OBJECTIVES: The Arterial Revascularization Trial (ART) was designed to compare 10-year survival in bilateral versus single internal thoracic artery grafts. The intention-to-treat analysis has showed comparable outcomes between the 2 groups but an explanatory analysis suggested that those receiving 2 or more arterial grafts had better survival. Whether the exclusive use of arterial grafts provide further benefit is unclear. METHODS: We performed an exploratory analysis of the ART based on conduits actually received (as-treated principle). From ART cohort, only patients receiving at least 3 grafts were included. The final population consisted of 1084, 1010, and 390 patients in the single arterial graft (SAG) group, in the multiple arterial graft (MAG) group (2 or more arterial grafts with additional saphenous veins) and total arterial graft (TAG) group (3 or more arterial grafts only) respectively.

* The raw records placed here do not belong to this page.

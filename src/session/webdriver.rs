//! WebDriver wire client
//!
//! Production implementation of [`SessionDriver`] speaking the W3C WebDriver
//! protocol to a locally running driver binary (chromedriver). Only the
//! handful of endpoints the extraction flow needs are implemented: session
//! lifecycle, navigation, element lookup, click, and text read. Waits are
//! implemented as bounded polling loops on top of element lookup.

use crate::session::driver::{
    DriverError, DriverFactory, DriverResult, Locator, SessionDriver,
};
use async_trait::async_trait;
use reqwest::{Client, Method, StatusCode};
use serde_json::{json, Value};
use std::time::{Duration, Instant};

/// W3C element identifier key in find-element responses
const ELEMENT_KEY: &str = "element-6066-11e4-a52e-4f735466cecf";

/// Default interval between element-lookup polls while waiting
const DEFAULT_POLL_INTERVAL: Duration = Duration::from_millis(500);

/// Browser arguments matching the headless server deployment
const BROWSER_ARGS: &[&str] = &[
    "--headless",
    "--disable-gpu",
    "--window-size=1920x1080",
    "--no-sandbox",
    "--disable-dev-shm-usage",
];

/// Builds the HTTP client used to talk to the driver binary
fn build_wire_client() -> Result<Client, reqwest::Error> {
    Client::builder()
        .timeout(Duration::from_secs(30))
        .connect_timeout(Duration::from_secs(10))
        .build()
}

/// Factory that opens WebDriver sessions against a driver endpoint
pub struct WebDriverFactory {
    client: Client,
    endpoint: String,
    poll_interval: Duration,
}

impl WebDriverFactory {
    /// Creates a factory for the given driver endpoint (e.g. `http://localhost:9515`)
    pub fn new(endpoint: impl Into<String>) -> DriverResult<Self> {
        let client = build_wire_client()
            .map_err(|e| DriverError::Transport(e.to_string()))?;
        let endpoint: String = endpoint.into();

        Ok(Self {
            client,
            endpoint: endpoint.trim_end_matches('/').to_string(),
            poll_interval: DEFAULT_POLL_INTERVAL,
        })
    }

    /// Overrides the element-poll interval (tests use a short one)
    pub fn with_poll_interval(mut self, interval: Duration) -> Self {
        self.poll_interval = interval;
        self
    }
}

#[async_trait]
impl DriverFactory for WebDriverFactory {
    async fn create(&self) -> DriverResult<Box<dyn SessionDriver>> {
        let body = json!({
            "capabilities": {
                "alwaysMatch": {
                    "browserName": "chrome",
                    "goog:chromeOptions": { "args": BROWSER_ARGS }
                }
            }
        });

        let url = format!("{}/session", self.endpoint);
        let response = self
            .client
            .post(&url)
            .json(&body)
            .send()
            .await
            .map_err(|e| DriverError::SessionCreate(e.to_string()))?;

        let value = read_wire_value(response)
            .await
            .map_err(|e| DriverError::SessionCreate(e.to_string()))?;

        let session_id = value
            .get("sessionId")
            .and_then(Value::as_str)
            .ok_or_else(|| {
                DriverError::SessionCreate("response carried no sessionId".to_string())
            })?;

        tracing::debug!("Opened WebDriver session {}", session_id);

        Ok(Box::new(WebDriverSession {
            client: self.client.clone(),
            session_url: format!("{}/session/{}", self.endpoint, session_id),
            poll_interval: self.poll_interval,
        }))
    }
}

/// One live WebDriver session
pub struct WebDriverSession {
    client: Client,
    session_url: String,
    poll_interval: Duration,
}

impl WebDriverSession {
    async fn execute(
        &self,
        method: Method,
        path: &str,
        body: Option<Value>,
    ) -> DriverResult<Value> {
        let url = format!("{}{}", self.session_url, path);
        let mut request = self.client.request(method, &url);
        if let Some(body) = body {
            request = request.json(&body);
        }

        let response = request
            .send()
            .await
            .map_err(|e| DriverError::Transport(e.to_string()))?;

        read_wire_value(response).await
    }

    /// Single find-element attempt; `ElementNotFound` when absent right now
    async fn find_element(&self, locator: &Locator) -> DriverResult<String> {
        let body = json!({ "using": "css selector", "value": locator.as_css() });
        let value = self.execute(Method::POST, "/element", Some(body)).await?;

        value
            .get(ELEMENT_KEY)
            .and_then(Value::as_str)
            .map(str::to_string)
            .ok_or_else(|| DriverError::ElementNotFound(locator.to_string()))
    }

    /// Polls find-element until present or the timeout elapses
    async fn wait_for(&self, locator: &Locator, timeout: Duration) -> DriverResult<String> {
        let deadline = Instant::now() + timeout;
        loop {
            match self.find_element(locator).await {
                Ok(element_id) => return Ok(element_id),
                Err(DriverError::ElementNotFound(_)) => {
                    if Instant::now() >= deadline {
                        return Err(DriverError::WaitTimeout {
                            what: locator.to_string(),
                            timeout,
                        });
                    }
                    tokio::time::sleep(self.poll_interval).await;
                }
                Err(other) => return Err(other),
            }
        }
    }
}

#[async_trait]
impl SessionDriver for WebDriverSession {
    async fn navigate(&mut self, url: &str) -> DriverResult<()> {
        self.execute(Method::POST, "/url", Some(json!({ "url": url })))
            .await?;
        Ok(())
    }

    async fn wait_for_element(
        &mut self,
        locator: &Locator,
        timeout: Duration,
    ) -> DriverResult<()> {
        self.wait_for(locator, timeout).await?;
        Ok(())
    }

    async fn click(&mut self, locator: &Locator, timeout: Duration) -> DriverResult<()> {
        let element_id = self.wait_for(locator, timeout).await?;
        self.execute(
            Method::POST,
            &format!("/element/{}/click", element_id),
            Some(json!({})),
        )
        .await?;
        Ok(())
    }

    async fn element_text(&mut self, locator: &Locator, timeout: Duration) -> DriverResult<String> {
        let element_id = self.wait_for(locator, timeout).await?;
        let value = self
            .execute(Method::GET, &format!("/element/{}/text", element_id), None)
            .await?;

        value
            .as_str()
            .map(str::to_string)
            .ok_or_else(|| DriverError::Protocol("text response was not a string".to_string()))
    }

    async fn close(&mut self) -> DriverResult<()> {
        self.execute(Method::DELETE, "", None).await?;
        tracing::debug!("Closed WebDriver session");
        Ok(())
    }
}

/// Unwraps the `value` envelope of a wire response, classifying errors
async fn read_wire_value(response: reqwest::Response) -> DriverResult<Value> {
    let status = response.status();
    let body: Value = response
        .json()
        .await
        .map_err(|e| DriverError::Protocol(format!("malformed wire response: {}", e)))?;

    if status.is_success() {
        return Ok(body.get("value").cloned().unwrap_or(Value::Null));
    }

    let error = body
        .pointer("/value/error")
        .and_then(Value::as_str)
        .unwrap_or("unknown error");
    let message = body
        .pointer("/value/message")
        .and_then(Value::as_str)
        .unwrap_or("");

    match error {
        "no such element" => Err(DriverError::ElementNotFound(message.to_string())),
        "invalid session id" => Err(DriverError::SessionGone(message.to_string())),
        _ if status == StatusCode::NOT_FOUND => {
            Err(DriverError::SessionGone(format!("{}: {}", error, message)))
        }
        _ => Err(DriverError::Protocol(format!("{}: {}", error, message))),
    }
}
//! Crawl orchestration
//!
//! This module contains the concurrent half of the system:
//! - The worker pool that fans targets out over leased sessions
//! - The coordinator that runs a full crawl cycle end to end
//! - Run-level cancellation

mod coordinator;
mod worker_pool;

pub use coordinator::{crawl, Coordinator, RunReport, RunSummary};
pub use worker_pool::{CancelHandle, DrainOutput, WorkerPool};
//! Leaguemine: a league standings miner
//!
//! This crate crawls a fixed list of player profile pages through a pooled
//! browser-automation backend, parses each manager-mode record, scores it,
//! and maintains a ranked snapshot across runs with per-player rank deltas.

pub mod config;
pub mod crawler;
pub mod extraction;
pub mod ranking;
pub mod session;
pub mod snapshot;
pub mod targets;

use thiserror::Error;

/// Main error type for leaguemine operations
#[derive(Debug, Error)]
pub enum MineError {
    #[error("Configuration error: {0}")]
    Config(#[from] ConfigError),

    #[error("Target list error: {0}")]
    TargetList(#[from] targets::TargetListError),

    #[error("Automation driver error: {0}")]
    Driver(#[from] session::DriverError),

    #[error("Session pool error: {0}")]
    SessionPool(#[from] session::PoolError),

    #[error("Snapshot store error: {0}")]
    Store(#[from] snapshot::StoreError),

    #[error("IO error: {0}")]
    Io(#[from] std::io::Error),
}

/// Configuration-specific errors
#[derive(Debug, Error)]
pub enum ConfigError {
    #[error("Failed to read config file: {0}")]
    Io(#[from] std::io::Error),

    #[error("Failed to parse TOML: {0}")]
    Parse(#[from] toml::de::Error),

    #[error("Validation error: {0}")]
    Validation(String),

    #[error("Invalid URL in config: {0}")]
    InvalidUrl(String),
}

/// Result type alias for leaguemine operations
pub type Result<T> = std::result::Result<T, MineError>;

/// Result type alias for configuration operations
pub type ConfigResult<T> = std::result::Result<T, ConfigError>;

// Re-export commonly used types
pub use config::Config;
pub use crawler::{crawl, CancelHandle, Coordinator, RunReport, RunSummary};
pub use extraction::{ExtractionOutcome, PlayerRecord};
pub use ranking::{DeltaLabel, RankedEntry};
pub use snapshot::{Snapshot, SnapshotEntry};
pub use targets::CrawlTarget;
use crate::config::types::Config;
use crate::config::validation::validate;
use crate::ConfigError;
use sha2::{Digest, Sha256};
use std::path::Path;

/// Loads and parses a configuration file from the given path
///
/// # Arguments
///
/// * `path` - Path to the TOML configuration file
///
/// # Returns
///
/// * `Ok(Config)` - Successfully loaded and validated configuration
/// * `Err(ConfigError)` - Failed to load, parse, or validate the configuration
pub fn load_config(path: &Path) -> Result<Config, ConfigError> {
    let content = std::fs::read_to_string(path)?;

    let config: Config = toml::from_str(&content)?;

    validate(&config)?;

    Ok(config)
}

/// Computes a SHA-256 hash of the configuration file content
///
/// Used to tell whether the configuration changed between runs.
pub fn compute_config_hash(path: &Path) -> Result<String, ConfigError> {
    let content = std::fs::read_to_string(path)?;
    let mut hasher = Sha256::new();
    hasher.update(content.as_bytes());
    let result = hasher.finalize();
    Ok(hex::encode(result))
}

/// Loads a configuration and returns both the config and its hash
pub fn load_config_with_hash(path: &Path) -> Result<(Config, String), ConfigError> {
    let config = load_config(path)?;
    let hash = compute_config_hash(path)?;
    Ok((config, hash))
}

Inverse probability of treatment weighting was used for comparison. RESULTS: When compared with the SAG group, there was a significant trend toward a reduction of 10-year mortality in the MAG and TAG group (test for trend P = .02). The TAG group was associated with the lowest risk of late mortality (hazard ratio, 0.68; 95% confidence interval, 0.48-0.96; P = .03) and with a significant risk reduction of the composite of death/myocardial infarction/stroke and repeat revascularization (hazard ratio, 0.71; 95% confidence interval, 0.53-0.94; P = .02). CONCLUSIONS: When compared with SAG, both MAG and TAG represent valuable strategies to improve clinical outcomes following coronary artery bypass grafting but TAG can potentially provide further benefit.